Records from a collection:
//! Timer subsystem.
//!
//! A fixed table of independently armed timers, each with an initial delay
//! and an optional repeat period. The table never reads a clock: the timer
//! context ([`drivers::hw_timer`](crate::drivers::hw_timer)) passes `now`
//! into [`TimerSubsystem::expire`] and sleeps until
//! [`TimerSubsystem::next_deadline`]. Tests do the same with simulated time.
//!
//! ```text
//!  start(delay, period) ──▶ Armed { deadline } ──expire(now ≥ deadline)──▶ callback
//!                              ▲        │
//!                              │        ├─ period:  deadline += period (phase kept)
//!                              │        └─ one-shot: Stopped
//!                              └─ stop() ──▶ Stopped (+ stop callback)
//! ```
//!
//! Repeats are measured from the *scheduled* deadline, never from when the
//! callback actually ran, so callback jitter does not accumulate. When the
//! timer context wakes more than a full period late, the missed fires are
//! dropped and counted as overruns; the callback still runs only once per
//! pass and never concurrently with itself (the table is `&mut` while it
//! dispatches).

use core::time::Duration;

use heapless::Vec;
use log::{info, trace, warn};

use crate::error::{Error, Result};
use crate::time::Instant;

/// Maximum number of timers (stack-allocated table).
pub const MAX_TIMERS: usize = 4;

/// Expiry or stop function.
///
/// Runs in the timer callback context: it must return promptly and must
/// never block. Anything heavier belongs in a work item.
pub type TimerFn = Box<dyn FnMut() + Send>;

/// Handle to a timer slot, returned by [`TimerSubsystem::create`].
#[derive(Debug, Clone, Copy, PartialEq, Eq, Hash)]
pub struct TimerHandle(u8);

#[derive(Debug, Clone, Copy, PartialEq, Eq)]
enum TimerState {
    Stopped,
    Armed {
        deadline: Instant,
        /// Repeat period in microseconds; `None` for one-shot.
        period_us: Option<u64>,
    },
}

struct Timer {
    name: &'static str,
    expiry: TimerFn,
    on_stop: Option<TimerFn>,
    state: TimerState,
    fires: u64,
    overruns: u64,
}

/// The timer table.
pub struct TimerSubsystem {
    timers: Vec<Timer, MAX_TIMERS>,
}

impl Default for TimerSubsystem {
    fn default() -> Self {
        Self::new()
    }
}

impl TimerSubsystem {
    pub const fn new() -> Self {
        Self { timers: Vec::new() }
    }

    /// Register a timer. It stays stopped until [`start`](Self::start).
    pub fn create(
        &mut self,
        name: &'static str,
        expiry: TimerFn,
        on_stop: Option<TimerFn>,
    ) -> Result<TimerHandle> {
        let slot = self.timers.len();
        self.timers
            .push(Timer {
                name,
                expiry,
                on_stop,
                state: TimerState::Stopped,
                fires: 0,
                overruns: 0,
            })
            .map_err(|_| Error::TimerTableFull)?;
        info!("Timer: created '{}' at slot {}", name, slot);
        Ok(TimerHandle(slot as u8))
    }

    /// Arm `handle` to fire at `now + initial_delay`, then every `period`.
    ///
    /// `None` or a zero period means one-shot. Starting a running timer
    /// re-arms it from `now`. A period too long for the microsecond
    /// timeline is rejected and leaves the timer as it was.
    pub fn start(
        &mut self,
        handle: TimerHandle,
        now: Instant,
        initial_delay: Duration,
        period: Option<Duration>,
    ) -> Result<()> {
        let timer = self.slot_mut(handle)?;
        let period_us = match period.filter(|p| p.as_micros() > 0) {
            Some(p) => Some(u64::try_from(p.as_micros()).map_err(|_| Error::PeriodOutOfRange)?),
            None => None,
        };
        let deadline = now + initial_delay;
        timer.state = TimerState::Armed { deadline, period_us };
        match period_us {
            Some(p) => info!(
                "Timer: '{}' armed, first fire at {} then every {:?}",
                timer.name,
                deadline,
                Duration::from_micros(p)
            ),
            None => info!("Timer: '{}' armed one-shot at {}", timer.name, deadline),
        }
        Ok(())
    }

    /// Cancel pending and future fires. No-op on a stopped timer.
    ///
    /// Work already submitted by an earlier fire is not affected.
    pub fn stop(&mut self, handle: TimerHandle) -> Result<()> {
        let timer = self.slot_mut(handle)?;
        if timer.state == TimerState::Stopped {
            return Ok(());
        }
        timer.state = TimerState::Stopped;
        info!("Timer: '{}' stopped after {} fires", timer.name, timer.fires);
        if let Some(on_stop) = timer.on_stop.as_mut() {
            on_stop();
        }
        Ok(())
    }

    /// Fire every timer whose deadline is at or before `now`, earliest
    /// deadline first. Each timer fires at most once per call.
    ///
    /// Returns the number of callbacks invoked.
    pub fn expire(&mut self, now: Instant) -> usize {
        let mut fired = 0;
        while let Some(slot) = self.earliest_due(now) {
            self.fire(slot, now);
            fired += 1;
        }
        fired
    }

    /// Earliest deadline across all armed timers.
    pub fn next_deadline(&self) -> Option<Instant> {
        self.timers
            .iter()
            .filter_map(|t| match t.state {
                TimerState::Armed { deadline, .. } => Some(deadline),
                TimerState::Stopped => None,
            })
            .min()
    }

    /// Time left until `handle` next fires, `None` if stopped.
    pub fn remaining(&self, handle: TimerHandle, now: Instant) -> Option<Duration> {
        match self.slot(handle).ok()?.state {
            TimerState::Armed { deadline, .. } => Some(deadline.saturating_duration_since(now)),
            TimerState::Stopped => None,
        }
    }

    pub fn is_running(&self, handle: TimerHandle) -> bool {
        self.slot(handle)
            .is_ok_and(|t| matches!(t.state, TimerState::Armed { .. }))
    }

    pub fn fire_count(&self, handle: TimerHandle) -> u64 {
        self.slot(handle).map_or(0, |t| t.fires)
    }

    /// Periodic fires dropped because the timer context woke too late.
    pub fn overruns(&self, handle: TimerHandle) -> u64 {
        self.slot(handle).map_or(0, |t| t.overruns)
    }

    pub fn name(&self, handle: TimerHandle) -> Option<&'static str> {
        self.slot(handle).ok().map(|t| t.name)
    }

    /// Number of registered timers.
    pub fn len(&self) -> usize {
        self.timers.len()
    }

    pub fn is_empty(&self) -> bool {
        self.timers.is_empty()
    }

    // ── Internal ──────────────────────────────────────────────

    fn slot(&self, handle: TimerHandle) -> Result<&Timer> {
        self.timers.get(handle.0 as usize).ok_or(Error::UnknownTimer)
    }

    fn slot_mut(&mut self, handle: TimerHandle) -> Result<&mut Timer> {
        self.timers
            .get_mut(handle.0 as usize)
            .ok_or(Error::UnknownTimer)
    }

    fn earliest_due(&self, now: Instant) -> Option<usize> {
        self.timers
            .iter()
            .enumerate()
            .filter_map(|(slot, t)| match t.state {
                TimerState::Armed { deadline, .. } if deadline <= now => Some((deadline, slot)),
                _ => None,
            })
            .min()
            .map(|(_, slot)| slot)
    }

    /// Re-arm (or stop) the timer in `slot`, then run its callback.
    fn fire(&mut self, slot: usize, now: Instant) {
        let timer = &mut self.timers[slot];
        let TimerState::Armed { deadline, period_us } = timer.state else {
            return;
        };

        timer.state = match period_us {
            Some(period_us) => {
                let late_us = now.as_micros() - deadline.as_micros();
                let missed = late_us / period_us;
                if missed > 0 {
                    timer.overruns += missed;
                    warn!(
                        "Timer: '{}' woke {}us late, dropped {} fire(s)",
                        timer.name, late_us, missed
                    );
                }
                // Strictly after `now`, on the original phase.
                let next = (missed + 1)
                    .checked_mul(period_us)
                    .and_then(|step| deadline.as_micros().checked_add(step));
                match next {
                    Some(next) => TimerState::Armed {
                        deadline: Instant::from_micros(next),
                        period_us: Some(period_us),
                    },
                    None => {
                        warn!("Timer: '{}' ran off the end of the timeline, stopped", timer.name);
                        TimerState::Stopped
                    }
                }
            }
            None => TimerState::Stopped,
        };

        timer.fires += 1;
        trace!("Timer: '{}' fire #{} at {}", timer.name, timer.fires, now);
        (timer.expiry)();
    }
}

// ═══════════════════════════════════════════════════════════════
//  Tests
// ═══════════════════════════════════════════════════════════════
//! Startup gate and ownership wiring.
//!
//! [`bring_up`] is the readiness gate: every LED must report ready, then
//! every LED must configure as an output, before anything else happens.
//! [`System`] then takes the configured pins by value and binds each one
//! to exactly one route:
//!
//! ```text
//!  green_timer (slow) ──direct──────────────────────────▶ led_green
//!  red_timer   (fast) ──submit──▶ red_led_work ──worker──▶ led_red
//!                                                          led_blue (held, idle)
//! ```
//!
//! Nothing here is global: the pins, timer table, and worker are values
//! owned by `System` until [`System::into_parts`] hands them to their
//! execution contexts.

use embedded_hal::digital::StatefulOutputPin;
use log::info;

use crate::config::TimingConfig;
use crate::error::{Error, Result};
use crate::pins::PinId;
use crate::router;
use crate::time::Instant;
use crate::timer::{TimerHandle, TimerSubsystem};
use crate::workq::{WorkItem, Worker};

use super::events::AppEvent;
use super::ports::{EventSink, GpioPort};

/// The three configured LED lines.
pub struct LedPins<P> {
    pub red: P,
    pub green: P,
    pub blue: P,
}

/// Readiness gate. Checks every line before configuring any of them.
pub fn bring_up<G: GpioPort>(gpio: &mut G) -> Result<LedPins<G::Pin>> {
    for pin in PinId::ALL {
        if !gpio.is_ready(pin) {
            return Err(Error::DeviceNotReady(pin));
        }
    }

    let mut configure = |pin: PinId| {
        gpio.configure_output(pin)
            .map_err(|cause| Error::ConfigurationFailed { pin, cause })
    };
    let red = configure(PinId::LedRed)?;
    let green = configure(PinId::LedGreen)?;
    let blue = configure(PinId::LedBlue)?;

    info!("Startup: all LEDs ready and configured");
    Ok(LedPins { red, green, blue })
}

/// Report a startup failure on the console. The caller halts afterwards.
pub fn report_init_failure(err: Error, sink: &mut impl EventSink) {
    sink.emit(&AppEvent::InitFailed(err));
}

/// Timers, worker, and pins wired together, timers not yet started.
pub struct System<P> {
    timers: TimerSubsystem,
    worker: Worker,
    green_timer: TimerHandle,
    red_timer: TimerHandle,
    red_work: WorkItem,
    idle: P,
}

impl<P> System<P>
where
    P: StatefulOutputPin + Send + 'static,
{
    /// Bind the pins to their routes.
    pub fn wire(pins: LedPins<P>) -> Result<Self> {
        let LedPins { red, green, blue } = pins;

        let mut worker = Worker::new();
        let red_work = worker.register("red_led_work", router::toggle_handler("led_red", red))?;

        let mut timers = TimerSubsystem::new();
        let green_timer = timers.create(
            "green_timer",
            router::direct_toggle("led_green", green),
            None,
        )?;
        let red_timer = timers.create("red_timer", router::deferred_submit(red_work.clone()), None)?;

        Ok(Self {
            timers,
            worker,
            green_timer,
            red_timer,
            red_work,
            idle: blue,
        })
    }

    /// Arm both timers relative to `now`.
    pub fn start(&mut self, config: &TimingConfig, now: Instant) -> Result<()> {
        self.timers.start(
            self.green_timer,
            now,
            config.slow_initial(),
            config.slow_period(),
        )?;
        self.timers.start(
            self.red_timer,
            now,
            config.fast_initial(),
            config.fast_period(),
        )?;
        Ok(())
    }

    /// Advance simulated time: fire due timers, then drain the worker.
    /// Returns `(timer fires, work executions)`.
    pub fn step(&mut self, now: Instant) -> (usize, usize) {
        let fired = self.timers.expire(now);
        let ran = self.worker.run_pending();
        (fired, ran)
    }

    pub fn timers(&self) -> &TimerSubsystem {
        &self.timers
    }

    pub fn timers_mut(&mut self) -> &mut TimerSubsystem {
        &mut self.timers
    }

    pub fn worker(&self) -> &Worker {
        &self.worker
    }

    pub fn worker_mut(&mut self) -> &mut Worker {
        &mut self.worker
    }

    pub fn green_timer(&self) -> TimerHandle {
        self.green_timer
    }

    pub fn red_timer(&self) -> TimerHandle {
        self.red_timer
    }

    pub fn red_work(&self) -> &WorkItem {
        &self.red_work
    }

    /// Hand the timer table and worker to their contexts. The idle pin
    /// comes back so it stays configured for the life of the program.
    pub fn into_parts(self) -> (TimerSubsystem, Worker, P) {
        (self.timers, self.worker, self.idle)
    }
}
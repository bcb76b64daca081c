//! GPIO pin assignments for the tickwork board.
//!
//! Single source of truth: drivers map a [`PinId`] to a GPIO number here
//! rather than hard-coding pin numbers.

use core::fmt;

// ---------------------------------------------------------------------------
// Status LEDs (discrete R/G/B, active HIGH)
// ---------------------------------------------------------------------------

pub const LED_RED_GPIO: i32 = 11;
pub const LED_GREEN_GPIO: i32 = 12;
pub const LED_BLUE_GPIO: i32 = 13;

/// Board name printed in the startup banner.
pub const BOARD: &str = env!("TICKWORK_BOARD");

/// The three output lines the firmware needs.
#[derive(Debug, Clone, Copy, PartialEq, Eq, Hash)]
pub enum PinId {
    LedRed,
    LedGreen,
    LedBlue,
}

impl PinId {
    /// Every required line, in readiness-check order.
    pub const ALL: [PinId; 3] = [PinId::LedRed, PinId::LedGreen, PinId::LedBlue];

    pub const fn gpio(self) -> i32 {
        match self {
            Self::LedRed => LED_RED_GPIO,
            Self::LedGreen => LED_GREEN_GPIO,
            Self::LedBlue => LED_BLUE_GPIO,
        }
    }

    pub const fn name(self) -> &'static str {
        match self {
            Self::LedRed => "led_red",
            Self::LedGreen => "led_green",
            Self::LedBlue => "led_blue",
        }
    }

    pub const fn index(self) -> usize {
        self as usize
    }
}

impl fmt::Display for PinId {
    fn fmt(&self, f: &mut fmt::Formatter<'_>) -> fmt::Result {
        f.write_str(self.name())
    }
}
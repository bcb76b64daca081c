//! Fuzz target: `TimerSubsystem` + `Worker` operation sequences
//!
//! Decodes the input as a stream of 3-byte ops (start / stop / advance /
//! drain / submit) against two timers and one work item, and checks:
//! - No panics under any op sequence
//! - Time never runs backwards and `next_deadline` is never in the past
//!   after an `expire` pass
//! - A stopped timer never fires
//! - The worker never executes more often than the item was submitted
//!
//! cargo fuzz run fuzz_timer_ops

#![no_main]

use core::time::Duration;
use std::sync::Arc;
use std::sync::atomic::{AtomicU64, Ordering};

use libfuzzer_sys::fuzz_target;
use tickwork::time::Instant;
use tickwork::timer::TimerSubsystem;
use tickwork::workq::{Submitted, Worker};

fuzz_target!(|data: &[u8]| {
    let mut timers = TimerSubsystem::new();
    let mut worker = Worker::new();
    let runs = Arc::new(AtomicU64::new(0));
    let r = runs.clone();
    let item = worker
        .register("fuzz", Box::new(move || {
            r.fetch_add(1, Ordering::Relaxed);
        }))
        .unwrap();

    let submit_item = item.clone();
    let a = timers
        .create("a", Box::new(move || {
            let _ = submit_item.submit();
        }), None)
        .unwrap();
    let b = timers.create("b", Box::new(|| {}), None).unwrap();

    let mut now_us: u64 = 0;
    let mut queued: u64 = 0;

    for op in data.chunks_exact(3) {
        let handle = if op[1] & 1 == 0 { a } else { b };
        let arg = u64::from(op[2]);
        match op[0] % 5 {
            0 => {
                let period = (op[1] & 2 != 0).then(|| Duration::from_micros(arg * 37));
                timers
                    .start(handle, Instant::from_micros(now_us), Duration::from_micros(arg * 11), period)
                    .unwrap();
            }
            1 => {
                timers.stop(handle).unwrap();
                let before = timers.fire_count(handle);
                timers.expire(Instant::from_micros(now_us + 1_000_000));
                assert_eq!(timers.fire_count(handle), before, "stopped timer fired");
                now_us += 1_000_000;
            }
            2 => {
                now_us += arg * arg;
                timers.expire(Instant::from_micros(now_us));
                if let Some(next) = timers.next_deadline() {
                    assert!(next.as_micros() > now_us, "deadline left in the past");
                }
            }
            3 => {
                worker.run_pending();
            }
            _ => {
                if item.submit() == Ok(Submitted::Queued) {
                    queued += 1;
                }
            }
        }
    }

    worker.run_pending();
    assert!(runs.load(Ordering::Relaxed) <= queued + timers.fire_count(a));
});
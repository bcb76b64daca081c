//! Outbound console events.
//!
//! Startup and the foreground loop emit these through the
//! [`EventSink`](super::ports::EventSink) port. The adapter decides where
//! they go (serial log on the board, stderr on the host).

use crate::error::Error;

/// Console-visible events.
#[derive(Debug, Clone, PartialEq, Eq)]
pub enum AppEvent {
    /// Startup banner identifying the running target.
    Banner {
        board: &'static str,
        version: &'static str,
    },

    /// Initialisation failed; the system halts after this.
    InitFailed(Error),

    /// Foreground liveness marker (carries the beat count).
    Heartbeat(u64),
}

(TASK INSTRUCTIONS) Filter the records above for lines with "usize".

(RESULT BELOW)
pub const MAX_TIMERS: usize = 4;
    pub fn expire(&mut self, now: Instant) -> usize {
    pub fn len(&self) -> usize {
        self.timers.get(handle.0 as usize).ok_or(Error::UnknownTimer)
            .get_mut(handle.0 as usize)
    fn earliest_due(&self, now: Instant) -> Option<usize> {
    fn fire(&mut self, slot: usize, now: Instant) {
    pub fn step(&mut self, now: Instant) -> (usize, usize) {
    pub const fn index(self) -> usize {
        self as usize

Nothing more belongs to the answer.